Le blastocisti vengono classificate secondo il modello di Gardner, che valuta tre fattori: l'espansione della cavità (blastocele), la qualità della massa cellulare interna e quella del trofoectoderma. Il vantaggio di arrivare allo stadio di blastocisti è che esso permette una selezione naturale più rigorosa: circa il 35-40% degli embrioni raggiunge questo stadio, garantendo una maggiore sincronizzazione con l'endometrio materno al momento del trasferimento.

Ruolo del laboratorio di embriologia e dell'ambiente di coltura
Il successo del trattamento dipende strettamente dalla qualità dell'ambiente in cui gli embrioni si sviluppano. Il laboratorio di embriologia è progettato per imitare le condizioni delle tube di Falloppio. Fattori come la temperatura costante (37°C), il controllo del pH, l'umidità e la purezza dell'aria (filtrata tramite sistemi HEPA) sono essenziali.
Molti laboratori utilizzano oggi la tecnologia Time-lapse (TLT), che consente un monitoraggio continuo dello sviluppo embrionale senza dover estrarre i piatti di coltura dall'incubatore, evitando così sbalzi termici o di luce che potrebbero stressare gli embrioni.
Considerazioni sulla genetica e il mosaico embrionale
Oltre alla morfologia, esiste la possibilità di studiare l'assetto cromosomico tramite la diagnosi preimpianto (PGT-A). A volte, si identifica un "embrione a mosaico", che contiene sia cellule normali che cellule con anomalie cromosomiche. Immaginate l'embrione come un mosaico romano: le singole tessere (cellule) possono avere caratteristiche genetiche differenti. La decisione di trasferire tali embrioni richiede una consulenza genetica accurata e la valutazione del contesto clinico della coppia.
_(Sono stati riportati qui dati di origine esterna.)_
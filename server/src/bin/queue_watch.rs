//! Terminal queue watcher.
//!
//! Runs a live reconciliation view against a queue server and its Redis
//! channel, printing partition counts whenever they change. Useful for
//! eyeballing that pushed events and bulk loads agree.

use officehours_queue::{HttpPartitionSource, HttpQueueSettings, QueueClient, QueueSettings};
use officehours_redis::RedisEventChannel;
use std::sync::Arc;
use std::time::Duration;
use tracing::info;
use tracing_subscriber::{layer::SubscriberExt, util::SubscriberInitExt};

#[tokio::main]
async fn main() -> Result<(), Box<dyn std::error::Error>> {
    dotenvy::dotenv().ok();

    tracing_subscriber::registry()
        .with(
            tracing_subscriber::EnvFilter::try_from_default_env()
                .unwrap_or_else(|_| "queue_watch=info,officehours_queue=info".into()),
        )
        .with(tracing_subscriber::fmt::layer())
        .init();

    let server_url =
        std::env::var("SERVER_URL").unwrap_or_else(|_| "http://localhost:8080".to_string());
    let redis_url =
        std::env::var("REDIS_URL").unwrap_or_else(|_| "redis://localhost:6379".to_string());
    let viewer_is_staff = std::env::var("VIEWER_STAFF")
        .ok()
        .and_then(|s| s.parse().ok())
        .unwrap_or(false);

    info!(%server_url, %redis_url, viewer_is_staff, "Starting queue watcher");

    let source = Arc::new(HttpPartitionSource::new(server_url.clone()));
    let settings = Arc::new(HttpQueueSettings::new(server_url, viewer_is_staff));
    let channel = Arc::new(RedisEventChannel::connect(&redis_url).await?);

    let track_pending = settings.moderation_visible().await;
    let client = QueueClient::start(source, settings, channel, track_pending).await?;

    let mut last = (usize::MAX, usize::MAX, usize::MAX);
    loop {
        let snapshot = client.snapshot().await;
        let counts = (
            snapshot.pending.tickets.len(),
            snapshot.open.tickets.len(),
            snapshot.assigned.tickets.len(),
        );
        if counts != last {
            info!(
                pending = counts.0,
                open = counts.1,
                assigned = counts.2,
                "queue changed"
            );
            last = counts;
        }
        tokio::time::sleep(Duration::from_secs(1)).await;
    }
}
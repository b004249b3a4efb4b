//! Office-hours queue HTTP server.
//!
//! Wires the lifecycle engine to a `PostgreSQL` ticket store and a Redis
//! event channel, then serves the ticket API.

mod api;
mod config;
mod error;
mod routes;
mod state;

use config::Config;
use officehours_core::environment::SystemClock;
use officehours_engine::{LifecycleEngine, StaticSiteSettings};
use officehours_postgres::PostgresTicketStore;
use officehours_redis::RedisEventChannel;
use state::AppState;
use std::sync::Arc;
use tokio::signal;
use tracing::info;
use tracing_subscriber::{layer::SubscriberExt, util::SubscriberInitExt};

#[tokio::main]
async fn main() -> Result<(), Box<dyn std::error::Error>> {
    dotenvy::dotenv().ok();

    let config = Config::from_env();

    // Initialize tracing
    tracing_subscriber::registry()
        .with(
            tracing_subscriber::EnvFilter::try_from_default_env()
                .unwrap_or_else(|_| tracing_subscriber::EnvFilter::new(&config.server.log_level)),
        )
        .with(tracing_subscriber::fmt::layer())
        .init();

    info!("Starting office-hours queue server");
    info!(
        postgres_url = %config.postgres.url,
        redis_url = %config.redis.url,
        moderation_enabled = config.queue.moderation_enabled,
        "Configuration loaded"
    );

    // Ticket store
    info!("Connecting to ticket store...");
    let store = PostgresTicketStore::connect(&config.postgres.url).await?;
    store.ensure_schema().await?;
    info!("Ticket store ready");

    // Event channel
    info!("Connecting to event channel...");
    let channel = RedisEventChannel::connect(&config.redis.url).await?;
    info!("Event channel connected");

    let settings = StaticSiteSettings {
        moderation_enabled: config.queue.moderation_enabled,
        public_tickets_enabled: config.queue.public_tickets_enabled,
        cooldown_minutes: config.queue.cooldown_minutes,
    };

    let engine = Arc::new(LifecycleEngine::new(
        Arc::new(store),
        Arc::new(channel),
        Arc::new(settings),
        Arc::new(SystemClock),
    ));

    let app = routes::build_router(AppState::new(engine, config.queue));

    let addr = format!("{}:{}", config.server.host, config.server.port);
    let listener = tokio::net::TcpListener::bind(&addr).await?;
    info!(%addr, "Listening");

    axum::serve(listener, app)
        .with_graceful_shutdown(shutdown_signal())
        .await?;

    info!("Server stopped");
    Ok(())
}

/// Resolve when the process receives SIGINT or SIGTERM.
async fn shutdown_signal() {
    let ctrl_c = async {
        if let Err(error) = signal::ctrl_c().await {
            tracing::error!(%error, "failed to install ctrl-c handler");
        }
    };

    #[cfg(unix)]
    let terminate = async {
        match signal::unix::signal(signal::unix::SignalKind::terminate()) {
            Ok(mut stream) => {
                stream.recv().await;
            },
            Err(error) => tracing::error!(%error, "failed to install SIGTERM handler"),
        }
    };

    #[cfg(not(unix))]
    let terminate = std::future::pending::<()>();

    tokio::select! {
        () = ctrl_c => {},
        () = terminate => {},
    }

    info!("Shutdown signal received");
}
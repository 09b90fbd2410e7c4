//! CLI error type and exit codes.

use std::{io, path::PathBuf};

use escrow_core::{ModelError, ValidationError};
use thiserror::Error;

use crate::flows::FlowError;
use crate::ledger::LedgerError;
use crate::signing::SignatureError;

#[derive(Debug, Error)]
pub enum CliError {
    #[error("unable to read {}: {source}", path.display())]
    Read { path: PathBuf, source: io::Error },

    #[error("unable to write {}: {source}", path.display())]
    Write { path: PathBuf, source: io::Error },

    #[error("malformed JSON in {}: {source}", path.display())]
    Json {
        path: PathBuf,
        source: serde_json::Error,
    },

    #[error("invalid configuration in {}: {source}", path.display())]
    Config {
        path: PathBuf,
        source: toml::de::Error,
    },

    #[error("{} does not hold exactly one job version", path.display())]
    NotAJob { path: PathBuf },

    #[error("journal line {line}: {source}")]
    JournalEntry {
        line: usize,
        source: serde_json::Error,
    },

    #[error("journal line {line}: {source}")]
    Journal { line: usize, source: LedgerError },

    #[error(transparent)]
    Model(#[from] ModelError),

    #[error(transparent)]
    Signature(#[from] SignatureError),

    #[error(transparent)]
    Flow(#[from] FlowError),

    #[error(transparent)]
    Ledger(#[from] LedgerError),

    #[error("{0}")]
    Rejected(#[from] ValidationError),
}

pub type Result<T> = std::result::Result<T, CliError>;

impl CliError {
    /// 2 when a transition was rejected, 1 for everything else.
    pub fn exit_code(&self) -> u8 {
        if self.is_rejection() {
            2
        } else {
            1
        }
    }

    fn is_rejection(&self) -> bool {
        match self {
            CliError::Rejected(_) => true,
            CliError::Flow(err) => matches!(err, FlowError::Rejected(_)),
            CliError::Signature(err) => signature_rejects(err),
            CliError::Ledger(err) | CliError::Journal { source: err, .. } => ledger_rejects(err),
            _ => false,
        }
    }
}

fn signature_rejects(err: &SignatureError) -> bool {
    !matches!(
        err,
        SignatureError::Encode(_) | SignatureError::InvalidSecretKey(_)
    )
}

fn ledger_rejects(err: &LedgerError) -> bool {
    match err {
        LedgerError::Signature(err) => signature_rejects(err),
        LedgerError::BalanceOverflow { .. } => false,
        _ => true,
    }
}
Conclusioni sulla variabilità biologica
È fondamentale comprendere che la classificazione morfologica fornisce una "fotografia" dell'embrione in un dato momento, ma non garantisce l'esito finale. La medicina della riproduzione è dinamica: frammenti citoplasmatici possono riassorbirsi e un embrione apparentemente di qualità inferiore può comunque portare a una gravidanza di successo. Ogni decisione di trasferimento viene presa collegialmente dal ginecologo e dall'embriologo, valutando l'intera storia clinica della coppia, l'età della donna e le caratteristiche specifiche di ogni ciclo di trattamento.